McConnell is attacking the Democrats’ bill HR 1, which includes the following provisions:

- Create an “Election Day” holiday to make it easier for voters to get to the polls

- Launch an automatic voter registration database, requiring people to opt out rather than opt in

- Force super PACs and political groups that rely on “dark money” to reveal their funders

- Require social media platforms to reveal the sources of their political advertisements

- Use government matching funds to enhance the power of individual donors’ contributions to presidential and congressional campaigns

- Recruit more poll workers to reduce long lines at polling places

- Enhance election security

These reforms would reduce the power of billionaires to influence politics, enhance the power of average voters, and make voting more accessible for a wide swath of the public.

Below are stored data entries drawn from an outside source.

// Copyright 2026 the Trellis Authors
// SPDX-License-Identifier: Apache-2.0 OR MIT

//! Graphics backend seam.
//!
//! The scene never talks to a GPU API directly. Everything it needs from the backend is
//! the [`Canvas`] trait: a transform stack, frame bracketing, opaque offscreen images,
//! arbitrary draw commands against the bound target, and an image-to-quad blit.
//!
//! Binding an offscreen image switches the canvas to a separate drawing state (identity
//! transform, empty save stack); unbinding restores the main target's state.
//!
//! [`RecordingCanvas`] is a headless backend that records every call. It is used by the
//! tests, demos and benches in this workspace.

use alloc::vec::Vec;

use kurbo::{Affine, Rect, Vec2};

/// Opaque handle of an offscreen image owned by the backend.
#[derive(Copy, Clone, Debug, Eq, PartialEq, Hash)]
pub struct ImageId(pub u64);

/// Linear RGBA color with components in `0.0..=1.0`.
pub type Rgba = [f32; 4];

/// Errors reported by a graphics backend.
#[derive(Clone, Debug, PartialEq, Eq, thiserror::Error)]
pub enum CanvasError {
    /// The backend could not allocate an offscreen image.
    #[error("offscreen image of {width}x{height} pixels could not be allocated")]
    Allocation {
        /// Requested width in pixels.
        width: u32,
        /// Requested height in pixels.
        height: u32,
    },
    /// The graphics context is gone.
    #[error("graphics context lost")]
    ContextLost,
}

/// Drawing surface supplied by the embedding application.
pub trait Canvas {
    /// Current transform from local to target pixel space.
    fn transform(&self) -> Affine;
    /// Replace the current transform.
    fn set_transform(&mut self, transform: Affine);
    /// Push the drawing state.
    fn save(&mut self);
    /// Pop the drawing state.
    fn restore(&mut self);

    /// Translate in local space.
    fn translate(&mut self, by: Vec2) {
        let t = self.transform();
        self.set_transform(t * Affine::translate(by));
    }

    /// Scale in local space.
    fn scale(&mut self, sx: f64, sy: f64) {
        let t = self.transform();
        self.set_transform(t * Affine::scale_non_uniform(sx, sy));
    }

    /// Ratio of target pixels to logical units.
    fn pixel_ratio(&self) -> f64 {
        1.0
    }

    /// Fill a rectangle in local space on the bound target.
    fn fill_rect(&mut self, rect: Rect, color: Rgba);

    /// Begin a frame of `width` x `height` pixels on the bound target.
    fn begin_frame(&mut self, width: u32, height: u32, pixel_ratio: f64);
    /// Flush the frame started by [`Canvas::begin_frame`].
    fn end_frame(&mut self);

    /// Allocate an offscreen image.
    fn create_image(&mut self, width: u32, height: u32) -> Result<ImageId, CanvasError>;
    /// Release an offscreen image.
    fn delete_image(&mut self, image: ImageId);
    /// Direct drawing into `image`, or back to the main target with `None`.
    fn bind_image(&mut self, image: Option<ImageId>);
    /// Filter `src` down into `dst` (mipmapped minification), used for oversampling.
    fn filter_image(&mut self, src: ImageId, dst: ImageId);
    /// Paint `image` stretched over `quad`, mapped by `transform`.
    ///
    /// The current canvas transform is ignored; `transform` maps `quad` to target pixels.
    fn draw_image(&mut self, image: ImageId, quad: Rect, transform: Affine);
}

/// One recorded [`Canvas`] call.
#[derive(Clone, Debug, PartialEq)]
pub enum CanvasOp {
    /// [`Canvas::fill_rect`], with the transform in effect and the bound target.
    FillRect {
        /// Local rectangle.
        rect: Rect,
        /// Fill color.
        color: Rgba,
        /// Transform in effect.
        transform: Affine,
        /// Bound offscreen image, `None` for the main target.
        target: Option<ImageId>,
    },
    /// [`Canvas::begin_frame`].
    BeginFrame {
        /// Width in pixels.
        width: u32,
        /// Height in pixels.
        height: u32,
        /// Pixel ratio.
        pixel_ratio: f64,
    },
    /// [`Canvas::end_frame`].
    EndFrame,
    /// Successful [`Canvas::create_image`].
    CreateImage {
        /// New handle.
        image: ImageId,
        /// Width in pixels.
        width: u32,
        /// Height in pixels.
        height: u32,
    },
    /// Failed [`Canvas::create_image`].
    CreateImageFailed {
        /// Width in pixels.
        width: u32,
        /// Height in pixels.
        height: u32,
    },
    /// [`Canvas::delete_image`].
    DeleteImage(ImageId),
    /// [`Canvas::bind_image`].
    BindImage(Option<ImageId>),
    /// [`Canvas::filter_image`].
    FilterImage {
        /// Source image.
        src: ImageId,
        /// Destination image.
        dst: ImageId,
    },
    /// [`Canvas::draw_image`].
    DrawImage {
        /// Image painted.
        image: ImageId,
        /// Destination quad.
        quad: Rect,
        /// Quad transform.
        transform: Affine,
        /// Bound offscreen image, `None` for the main target.
        target: Option<ImageId>,
    },
}

/// Headless [`Canvas`] that records every call.
#[derive(Clone, Debug)]
pub struct RecordingCanvas {
    ops: Vec<CanvasOp>,
    transform: Affine,
    stack: Vec<Affine>,
    // Main target state parked while an offscreen image is bound.
    parked: Option<(Affine, Vec<Affine>)>,
    bound: Option<ImageId>,
    next_image: u64,
    pixel_ratio: f64,
    fail_allocations: bool,
    // Allocations left before the one that fails.
    fail_countdown: Option<u32>,
}

impl Default for RecordingCanvas {
    fn default() -> Self {
        Self::new()
    }
}

impl RecordingCanvas {
    /// Create a recorder with pixel ratio 1.
    pub fn new() -> Self {
        Self::with_pixel_ratio(1.0)
    }

    /// Create a recorder reporting `pixel_ratio`.
    pub fn with_pixel_ratio(pixel_ratio: f64) -> Self {
        Self {
            ops: Vec::new(),
            transform: Affine::IDENTITY,
            stack: Vec::new(),
            parked: None,
            bound: None,
            next_image: 1,
            pixel_ratio,
            fail_allocations: false,
            fail_countdown: None,
        }
    }

    /// Make every subsequent [`Canvas::create_image`] fail.
    pub fn set_fail_allocations(&mut self, fail: bool) {
        self.fail_allocations = fail;
    }

    /// Make only the `n`th subsequent [`Canvas::create_image`] fail, counting from 1.
    pub fn fail_nth_allocation(&mut self, n: u32) {
        self.fail_countdown = (n > 0).then_some(n);
    }

    /// Change the reported pixel ratio.
    pub fn set_pixel_ratio(&mut self, pixel_ratio: f64) {
        self.pixel_ratio = pixel_ratio;
    }

    /// Recorded calls, oldest first.
    pub fn ops(&self) -> &[CanvasOp] {
        &self.ops
    }

    /// Drain the recorded calls.
    pub fn take_ops(&mut self) -> Vec<CanvasOp> {
        core::mem::take(&mut self.ops)
    }

    /// Number of recorded calls matching `pred`.
    pub fn count(&self, pred: impl Fn(&CanvasOp) -> bool) -> usize {
        self.ops.iter().filter(|op| pred(op)).count()
    }

    /// Currently bound offscreen image.
    pub fn bound_image(&self) -> Option<ImageId> {
        self.bound
    }
}

impl Canvas for RecordingCanvas {
    fn transform(&self) -> Affine {
        self.transform
    }

    fn set_transform(&mut self, transform: Affine) {
        self.transform = transform;
    }

    fn save(&mut self) {
        self.stack.push(self.transform);
    }

    fn restore(&mut self) {
        if let Some(t) = self.stack.pop() {
            self.transform = t;
        }
    }

    fn pixel_ratio(&self) -> f64 {
        self.pixel_ratio
    }

    fn fill_rect(&mut self, rect: Rect, color: Rgba) {
        self.ops.push(CanvasOp::FillRect {
            rect,
            color,
            transform: self.transform,
            target: self.bound,
        });
    }

    fn begin_frame(&mut self, width: u32, height: u32, pixel_ratio: f64) {
        self.transform = Affine::IDENTITY;
        self.stack.clear();
        self.ops.push(CanvasOp::BeginFrame {
            width,
            height,
            pixel_ratio,
        });
    }

    fn end_frame(&mut self) {
        self.ops.push(CanvasOp::EndFrame);
    }

    fn create_image(&mut self, width: u32, height: u32) -> Result<ImageId, CanvasError> {
        let fail_now = match self.fail_countdown {
            Some(1) => {
                self.fail_countdown = None;
                true
            }
            Some(n) => {
                self.fail_countdown = Some(n - 1);
                false
            }
            None => false,
        };
        if self.fail_allocations || fail_now {
            self.ops.push(CanvasOp::CreateImageFailed { width, height });
            return Err(CanvasError::Allocation { width, height });
        }
        let image = ImageId(self.next_image);
        self.next_image += 1;
        self.ops.push(CanvasOp::CreateImage {
            image,
            width,
            height,
        });
        Ok(image)
    }

    fn delete_image(&mut self, image: ImageId) {
        self.ops.push(CanvasOp::DeleteImage(image));
    }

    fn bind_image(&mut self, image: Option<ImageId>) {
        match (self.bound, image) {
            (None, Some(_)) => {
                let main = (self.transform, core::mem::take(&mut self.stack));
                self.parked = Some(main);
                self.transform = Affine::IDENTITY;
            }
            (Some(_), None) => {
                if let Some((transform, stack)) = self.parked.take() {
                    self.transform = transform;
                    self.stack = stack;
                }
            }
            _ => {}
        }
        self.bound = image;
        self.ops.push(CanvasOp::BindImage(image));
    }

    fn filter_image(&mut self, src: ImageId, dst: ImageId) {
        self.ops.push(CanvasOp::FilterImage { src, dst });
    }

    fn draw_image(&mut self, image: ImageId, quad: Rect, transform: Affine) {
        self.ops.push(CanvasOp::DrawImage {
            image,
            quad,
            transform,
            target: self.bound,
        });
    }
}

#[cfg(test)]
mod tests {
    use super::*;

    #[test]
    fn save_restore_and_translate() {
        let mut c = RecordingCanvas::new();
        c.save();
        c.translate(Vec2::new(10.0, 5.0));
        c.scale(2.0, 2.0);
        assert_eq!(
            c.transform(),
            Affine::translate(Vec2::new(10.0, 5.0)) * Affine::scale(2.0)
        );
        c.restore();
        assert_eq!(c.transform(), Affine::IDENTITY);
    }

    #[test]
    fn binding_parks_main_state() {
        let mut c = RecordingCanvas::new();
        c.translate(Vec2::new(3.0, 4.0));
        c.save();
        let img = c.create_image(8, 8).unwrap();
        c.bind_image(Some(img));
        assert_eq!(c.transform(), Affine::IDENTITY);
        c.fill_rect(Rect::new(0.0, 0.0, 1.0, 1.0), [1.0; 4]);
        c.bind_image(None);
        assert_eq!(c.transform(), Affine::translate(Vec2::new(3.0, 4.0)));
        c.restore();
        assert!(matches!(
            c.ops().last(),
            Some(CanvasOp::BindImage(None))
        ));
        assert_eq!(
            c.count(|op| matches!(op, CanvasOp::FillRect { target: Some(t), .. } if *t == img)),
            1
        );
    }

    #[test]
    fn failing_allocations_are_recorded() {
        let mut c = RecordingCanvas::new();
        c.set_fail_allocations(true);
        assert_eq!(
            c.create_image(4, 2),
            Err(CanvasError::Allocation {
                width: 4,
                height: 2
            })
        );
        assert_eq!(
            c.ops(),
            &[CanvasOp::CreateImageFailed {
                width: 4,
                height: 2
            }]
        );
    }

    #[test]
    fn only_the_nth_allocation_fails() {
        let mut c = RecordingCanvas::new();
        c.fail_nth_allocation(2);
        assert!(c.create_image(1, 1).is_ok());
        assert!(c.create_image(2, 2).is_err());
        assert!(c.create_image(3, 3).is_ok());
        assert_eq!(
            c.count(|op| matches!(op, CanvasOp::CreateImageFailed { .. })),
            1
        );
    }
}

So naturally, McConnell is deeply opposed.

“Their bill would make Election Day a new, paid holiday for government workers,” McConnell said on the Senate floor this week. “Just what America needs — another paid holiday.”

This was a pretty galling statement to make after Trump and the GOP just forced many government employees to come to work while not getting paid at all while forcing others to be furloughed.

McConnell called the bill a “power grab” by Democrats, which would “rewrite the rules to favor the Democrats and their friends.” And he decried the fact that the bill would require more federal oversight of states’ running of elections.

Because these provisions would increase Democratic turnout, he claimed, the bill is essentially a “Democratic Politician Protection Act.”

But while McConnell seems to believe that attacking HR 1, as he’s done before, redounds to his advantage and the advantage of his party, what he’s actually making clear is how fundamentally unrepresentative and undemocratic the Republican Party has become.

Putting aside his clear disdain for federal workers and workers generally in his denunciation of an Election Day holiday, McConnell clearly fears what the natural result of this provision would be: Many more people would be able to vote.

“An implicit admission that minimizing the number of Americans who vote is a crucial precondition for the GOP’s viability as a national party,” said Jeff Spross, a correspondent for The Week, of McConnell’s claims.

He also admits, in opposing the efforts to bolster the political power of small donations and expose the secret political donations of wealthy dark money donors, that the GOP does better when billionaires have more influence the political system than average voters. This is fundamentally anti-democratic and plutocratic.

And by defending the states’ independence in the control of their own elections, he is protecting the duplicity of politicians like Georgia Governor Brian Kemp, a Republican, whose blatant voter suppression efforts in 2018 likely stole the election for him against his opponent Stacey Abrams.

The Democrats’ bill is filled with mainstream, reasonable ideas that would make American Democracy much more functional than it currently is. If it passed, it would be much easier to vote. It’s true that, if it becomes easier to vote, Democrats will probably do better in elections — because its the Democratic Party’s constituencies that are most disempowered and most likely to be targeted for voter suppression. By so fiercely opposing these commonsense measures, McConnell reveals the fundamental truth about the Republican Party as it currently stands: It can only succeed by suppressing the vote.